> EXERCISE REQUIREMENTS: Note each line of the listing that contains the string "GenerationConfig", and copy it.

= = = = =

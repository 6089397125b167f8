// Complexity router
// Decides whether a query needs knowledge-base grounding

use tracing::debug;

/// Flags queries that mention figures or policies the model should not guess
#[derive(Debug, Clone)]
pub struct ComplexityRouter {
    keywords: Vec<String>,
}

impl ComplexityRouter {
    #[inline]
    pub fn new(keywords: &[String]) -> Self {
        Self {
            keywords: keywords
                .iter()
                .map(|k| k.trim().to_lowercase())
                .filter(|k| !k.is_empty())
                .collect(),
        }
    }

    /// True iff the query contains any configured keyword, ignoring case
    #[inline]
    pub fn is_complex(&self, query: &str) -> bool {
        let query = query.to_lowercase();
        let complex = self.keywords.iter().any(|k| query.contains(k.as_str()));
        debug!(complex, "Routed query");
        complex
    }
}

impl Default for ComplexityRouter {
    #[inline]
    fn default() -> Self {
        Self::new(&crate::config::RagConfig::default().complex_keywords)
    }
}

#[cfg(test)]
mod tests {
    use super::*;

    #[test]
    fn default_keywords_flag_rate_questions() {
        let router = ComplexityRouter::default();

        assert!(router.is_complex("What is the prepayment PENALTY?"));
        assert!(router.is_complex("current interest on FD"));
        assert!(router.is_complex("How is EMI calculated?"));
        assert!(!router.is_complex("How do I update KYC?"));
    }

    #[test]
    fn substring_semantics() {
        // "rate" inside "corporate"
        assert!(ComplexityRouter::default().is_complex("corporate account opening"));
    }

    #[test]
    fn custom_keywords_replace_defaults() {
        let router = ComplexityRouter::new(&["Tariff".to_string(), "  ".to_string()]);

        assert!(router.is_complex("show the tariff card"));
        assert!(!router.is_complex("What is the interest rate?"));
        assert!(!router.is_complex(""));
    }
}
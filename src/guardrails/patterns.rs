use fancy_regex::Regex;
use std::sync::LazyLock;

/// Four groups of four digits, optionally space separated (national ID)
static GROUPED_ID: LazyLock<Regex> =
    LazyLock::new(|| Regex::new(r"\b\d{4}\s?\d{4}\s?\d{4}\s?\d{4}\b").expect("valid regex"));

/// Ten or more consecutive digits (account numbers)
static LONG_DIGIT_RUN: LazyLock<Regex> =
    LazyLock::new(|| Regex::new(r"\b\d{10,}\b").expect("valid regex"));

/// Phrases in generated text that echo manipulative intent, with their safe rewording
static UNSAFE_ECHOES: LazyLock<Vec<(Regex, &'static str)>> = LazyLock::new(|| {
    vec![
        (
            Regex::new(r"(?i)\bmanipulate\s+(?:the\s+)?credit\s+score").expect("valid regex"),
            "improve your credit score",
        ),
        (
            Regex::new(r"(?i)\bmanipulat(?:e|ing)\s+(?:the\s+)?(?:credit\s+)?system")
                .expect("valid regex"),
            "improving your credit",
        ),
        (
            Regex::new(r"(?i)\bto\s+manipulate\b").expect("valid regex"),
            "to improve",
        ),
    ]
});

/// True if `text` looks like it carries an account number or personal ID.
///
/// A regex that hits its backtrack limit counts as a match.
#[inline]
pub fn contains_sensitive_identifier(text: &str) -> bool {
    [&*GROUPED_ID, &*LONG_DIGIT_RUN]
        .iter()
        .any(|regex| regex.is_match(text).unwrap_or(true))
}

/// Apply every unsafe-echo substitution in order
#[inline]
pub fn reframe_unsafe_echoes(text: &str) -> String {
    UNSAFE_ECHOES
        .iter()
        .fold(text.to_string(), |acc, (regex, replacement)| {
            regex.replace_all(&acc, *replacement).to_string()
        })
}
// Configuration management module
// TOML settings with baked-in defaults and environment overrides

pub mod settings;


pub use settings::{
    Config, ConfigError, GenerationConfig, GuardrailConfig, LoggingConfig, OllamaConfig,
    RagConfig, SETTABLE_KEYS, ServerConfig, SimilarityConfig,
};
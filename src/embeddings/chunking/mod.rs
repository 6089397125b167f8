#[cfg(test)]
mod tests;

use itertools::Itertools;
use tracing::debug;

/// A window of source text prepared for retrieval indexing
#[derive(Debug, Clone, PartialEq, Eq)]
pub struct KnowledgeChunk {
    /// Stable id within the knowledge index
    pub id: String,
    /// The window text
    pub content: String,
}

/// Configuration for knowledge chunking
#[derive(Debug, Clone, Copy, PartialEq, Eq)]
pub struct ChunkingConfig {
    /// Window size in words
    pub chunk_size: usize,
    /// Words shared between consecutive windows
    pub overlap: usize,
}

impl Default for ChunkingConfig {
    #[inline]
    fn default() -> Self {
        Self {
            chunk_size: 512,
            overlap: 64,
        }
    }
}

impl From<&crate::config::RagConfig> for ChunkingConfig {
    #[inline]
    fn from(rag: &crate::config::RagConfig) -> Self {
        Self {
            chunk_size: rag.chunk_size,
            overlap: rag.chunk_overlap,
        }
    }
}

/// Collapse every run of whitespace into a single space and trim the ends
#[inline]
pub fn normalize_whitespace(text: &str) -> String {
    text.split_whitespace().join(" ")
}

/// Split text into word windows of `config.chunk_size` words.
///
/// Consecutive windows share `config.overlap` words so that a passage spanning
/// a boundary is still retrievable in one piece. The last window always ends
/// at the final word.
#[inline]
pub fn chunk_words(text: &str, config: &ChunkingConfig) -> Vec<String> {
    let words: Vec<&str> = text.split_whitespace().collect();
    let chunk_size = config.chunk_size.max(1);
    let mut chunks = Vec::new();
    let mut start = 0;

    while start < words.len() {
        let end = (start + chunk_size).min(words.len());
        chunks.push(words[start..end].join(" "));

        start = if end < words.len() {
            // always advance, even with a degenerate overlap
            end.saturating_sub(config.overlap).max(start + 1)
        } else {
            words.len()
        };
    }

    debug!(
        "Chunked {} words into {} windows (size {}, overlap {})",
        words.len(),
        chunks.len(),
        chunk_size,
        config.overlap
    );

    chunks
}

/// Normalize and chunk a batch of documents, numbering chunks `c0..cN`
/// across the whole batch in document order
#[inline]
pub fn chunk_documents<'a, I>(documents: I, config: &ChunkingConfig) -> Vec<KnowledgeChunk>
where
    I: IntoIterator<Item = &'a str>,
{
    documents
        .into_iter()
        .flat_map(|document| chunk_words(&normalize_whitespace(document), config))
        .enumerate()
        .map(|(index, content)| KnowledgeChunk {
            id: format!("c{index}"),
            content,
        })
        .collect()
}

= = = = =

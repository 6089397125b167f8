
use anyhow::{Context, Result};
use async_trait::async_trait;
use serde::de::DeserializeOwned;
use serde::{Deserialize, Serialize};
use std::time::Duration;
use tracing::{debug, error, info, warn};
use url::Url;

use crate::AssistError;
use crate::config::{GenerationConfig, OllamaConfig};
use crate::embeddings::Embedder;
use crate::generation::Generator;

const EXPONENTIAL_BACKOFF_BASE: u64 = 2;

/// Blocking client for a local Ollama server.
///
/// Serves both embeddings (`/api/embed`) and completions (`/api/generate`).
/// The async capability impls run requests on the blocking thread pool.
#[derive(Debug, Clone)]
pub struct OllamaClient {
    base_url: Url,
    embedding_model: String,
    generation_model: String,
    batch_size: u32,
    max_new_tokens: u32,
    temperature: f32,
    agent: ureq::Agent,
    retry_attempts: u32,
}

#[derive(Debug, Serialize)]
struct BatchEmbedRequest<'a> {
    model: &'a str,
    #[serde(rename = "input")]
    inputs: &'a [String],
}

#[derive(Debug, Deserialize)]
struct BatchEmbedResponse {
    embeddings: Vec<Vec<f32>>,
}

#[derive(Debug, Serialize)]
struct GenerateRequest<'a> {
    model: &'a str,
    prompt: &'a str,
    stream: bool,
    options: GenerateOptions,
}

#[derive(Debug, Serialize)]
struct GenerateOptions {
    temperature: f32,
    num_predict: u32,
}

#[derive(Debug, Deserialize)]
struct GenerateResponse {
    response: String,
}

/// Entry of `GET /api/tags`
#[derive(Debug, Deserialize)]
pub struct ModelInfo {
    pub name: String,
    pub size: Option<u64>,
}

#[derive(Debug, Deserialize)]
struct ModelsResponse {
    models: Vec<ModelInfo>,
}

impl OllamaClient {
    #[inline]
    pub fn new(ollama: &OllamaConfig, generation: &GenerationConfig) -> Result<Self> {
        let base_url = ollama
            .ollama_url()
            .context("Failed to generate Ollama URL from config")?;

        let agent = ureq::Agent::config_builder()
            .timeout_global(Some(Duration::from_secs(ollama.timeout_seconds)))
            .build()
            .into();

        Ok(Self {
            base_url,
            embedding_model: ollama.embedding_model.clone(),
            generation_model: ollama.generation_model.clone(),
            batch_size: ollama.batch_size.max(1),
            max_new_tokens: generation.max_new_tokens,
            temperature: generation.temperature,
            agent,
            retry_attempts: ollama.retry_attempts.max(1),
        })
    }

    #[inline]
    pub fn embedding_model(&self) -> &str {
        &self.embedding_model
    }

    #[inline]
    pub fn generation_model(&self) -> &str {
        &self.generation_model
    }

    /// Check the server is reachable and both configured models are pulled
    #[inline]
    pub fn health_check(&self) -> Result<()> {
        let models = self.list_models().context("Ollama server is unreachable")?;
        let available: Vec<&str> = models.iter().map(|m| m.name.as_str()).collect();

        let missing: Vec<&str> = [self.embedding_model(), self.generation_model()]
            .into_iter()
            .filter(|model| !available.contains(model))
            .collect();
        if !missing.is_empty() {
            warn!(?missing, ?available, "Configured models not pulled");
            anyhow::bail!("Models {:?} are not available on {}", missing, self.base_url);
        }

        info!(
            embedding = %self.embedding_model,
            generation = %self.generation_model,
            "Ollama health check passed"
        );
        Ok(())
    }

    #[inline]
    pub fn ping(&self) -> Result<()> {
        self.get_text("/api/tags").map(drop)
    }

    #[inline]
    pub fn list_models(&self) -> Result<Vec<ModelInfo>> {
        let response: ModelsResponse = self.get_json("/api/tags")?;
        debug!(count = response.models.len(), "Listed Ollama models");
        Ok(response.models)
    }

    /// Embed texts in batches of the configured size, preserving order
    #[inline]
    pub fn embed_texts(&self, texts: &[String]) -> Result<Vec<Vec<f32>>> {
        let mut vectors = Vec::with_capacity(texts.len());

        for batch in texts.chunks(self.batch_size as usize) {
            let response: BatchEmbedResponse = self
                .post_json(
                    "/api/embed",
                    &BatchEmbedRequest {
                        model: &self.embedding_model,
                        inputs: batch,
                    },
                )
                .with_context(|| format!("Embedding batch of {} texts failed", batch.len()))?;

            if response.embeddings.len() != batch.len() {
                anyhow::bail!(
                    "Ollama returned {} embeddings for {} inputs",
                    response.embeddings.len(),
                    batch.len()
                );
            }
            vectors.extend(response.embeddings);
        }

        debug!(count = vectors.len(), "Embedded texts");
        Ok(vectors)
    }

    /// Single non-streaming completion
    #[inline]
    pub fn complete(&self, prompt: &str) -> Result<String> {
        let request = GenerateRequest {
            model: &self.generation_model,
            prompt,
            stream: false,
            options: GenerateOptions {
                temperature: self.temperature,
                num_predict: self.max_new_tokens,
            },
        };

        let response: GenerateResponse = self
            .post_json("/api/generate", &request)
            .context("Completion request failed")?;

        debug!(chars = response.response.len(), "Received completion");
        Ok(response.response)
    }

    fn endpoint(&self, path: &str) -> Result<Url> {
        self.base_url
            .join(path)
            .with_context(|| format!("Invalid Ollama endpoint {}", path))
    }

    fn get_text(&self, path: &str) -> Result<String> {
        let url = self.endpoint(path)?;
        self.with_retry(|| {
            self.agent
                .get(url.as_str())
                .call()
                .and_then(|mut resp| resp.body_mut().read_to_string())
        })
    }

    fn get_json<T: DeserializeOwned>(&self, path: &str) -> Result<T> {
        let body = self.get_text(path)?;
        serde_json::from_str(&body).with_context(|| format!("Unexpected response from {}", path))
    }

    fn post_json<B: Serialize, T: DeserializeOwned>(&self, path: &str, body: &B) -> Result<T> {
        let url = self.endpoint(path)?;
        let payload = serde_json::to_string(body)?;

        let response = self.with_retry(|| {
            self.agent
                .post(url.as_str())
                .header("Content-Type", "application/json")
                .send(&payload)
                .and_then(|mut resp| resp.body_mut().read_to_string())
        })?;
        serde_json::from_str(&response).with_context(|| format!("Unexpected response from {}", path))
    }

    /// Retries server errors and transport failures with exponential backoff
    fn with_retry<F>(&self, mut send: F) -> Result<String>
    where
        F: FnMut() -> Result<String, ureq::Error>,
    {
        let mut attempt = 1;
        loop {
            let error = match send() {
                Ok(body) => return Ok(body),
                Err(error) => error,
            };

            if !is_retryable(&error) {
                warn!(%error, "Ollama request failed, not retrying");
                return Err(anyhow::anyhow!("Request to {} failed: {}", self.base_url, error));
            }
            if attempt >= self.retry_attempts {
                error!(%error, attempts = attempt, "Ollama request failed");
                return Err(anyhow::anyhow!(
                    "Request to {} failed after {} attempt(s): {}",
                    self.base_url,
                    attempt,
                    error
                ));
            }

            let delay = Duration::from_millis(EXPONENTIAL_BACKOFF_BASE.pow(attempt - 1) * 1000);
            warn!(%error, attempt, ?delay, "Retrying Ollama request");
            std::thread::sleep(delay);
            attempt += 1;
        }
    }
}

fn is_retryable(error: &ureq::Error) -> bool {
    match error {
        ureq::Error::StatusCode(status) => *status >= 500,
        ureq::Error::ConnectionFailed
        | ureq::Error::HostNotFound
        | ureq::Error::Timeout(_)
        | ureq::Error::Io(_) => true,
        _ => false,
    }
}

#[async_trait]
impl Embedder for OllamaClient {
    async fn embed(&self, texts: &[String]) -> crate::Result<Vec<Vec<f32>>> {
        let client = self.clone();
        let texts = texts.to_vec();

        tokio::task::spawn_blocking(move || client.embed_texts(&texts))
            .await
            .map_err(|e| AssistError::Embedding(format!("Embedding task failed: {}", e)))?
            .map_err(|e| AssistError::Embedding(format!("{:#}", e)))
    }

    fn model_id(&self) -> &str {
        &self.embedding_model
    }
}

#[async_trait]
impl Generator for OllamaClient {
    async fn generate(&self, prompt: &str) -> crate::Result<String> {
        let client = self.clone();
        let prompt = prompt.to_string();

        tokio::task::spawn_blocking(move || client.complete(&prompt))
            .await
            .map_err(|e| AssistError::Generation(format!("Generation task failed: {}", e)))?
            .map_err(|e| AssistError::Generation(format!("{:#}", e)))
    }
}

= = = = =

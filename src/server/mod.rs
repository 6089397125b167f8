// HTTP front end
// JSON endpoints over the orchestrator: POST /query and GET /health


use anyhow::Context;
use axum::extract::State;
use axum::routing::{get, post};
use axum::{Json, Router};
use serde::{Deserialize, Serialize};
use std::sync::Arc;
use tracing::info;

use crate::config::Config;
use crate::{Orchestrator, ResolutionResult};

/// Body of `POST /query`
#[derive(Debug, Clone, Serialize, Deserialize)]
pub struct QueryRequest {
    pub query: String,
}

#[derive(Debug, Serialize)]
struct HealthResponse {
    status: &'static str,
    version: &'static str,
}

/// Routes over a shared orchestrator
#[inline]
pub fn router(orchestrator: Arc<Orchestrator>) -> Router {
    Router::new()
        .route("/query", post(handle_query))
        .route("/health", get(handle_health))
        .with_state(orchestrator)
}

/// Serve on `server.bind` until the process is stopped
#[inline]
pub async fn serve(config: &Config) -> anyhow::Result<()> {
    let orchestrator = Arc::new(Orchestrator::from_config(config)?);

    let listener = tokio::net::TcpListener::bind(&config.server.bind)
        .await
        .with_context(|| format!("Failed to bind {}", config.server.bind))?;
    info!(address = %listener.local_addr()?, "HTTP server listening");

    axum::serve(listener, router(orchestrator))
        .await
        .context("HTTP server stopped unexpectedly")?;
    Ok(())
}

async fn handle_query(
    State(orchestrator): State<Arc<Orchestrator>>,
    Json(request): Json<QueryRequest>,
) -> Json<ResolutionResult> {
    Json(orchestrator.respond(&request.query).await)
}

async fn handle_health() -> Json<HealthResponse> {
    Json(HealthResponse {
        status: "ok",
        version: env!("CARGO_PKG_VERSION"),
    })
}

= = = = =

> REPLY TO THE EXERCISE:
    Config, ConfigError, GenerationConfig, GuardrailConfig, LoggingConfig, OllamaConfig,
use crate::config::{GenerationConfig, OllamaConfig};
    pub fn new(ollama: &OllamaConfig, generation: &GenerationConfig) -> Result<Self> {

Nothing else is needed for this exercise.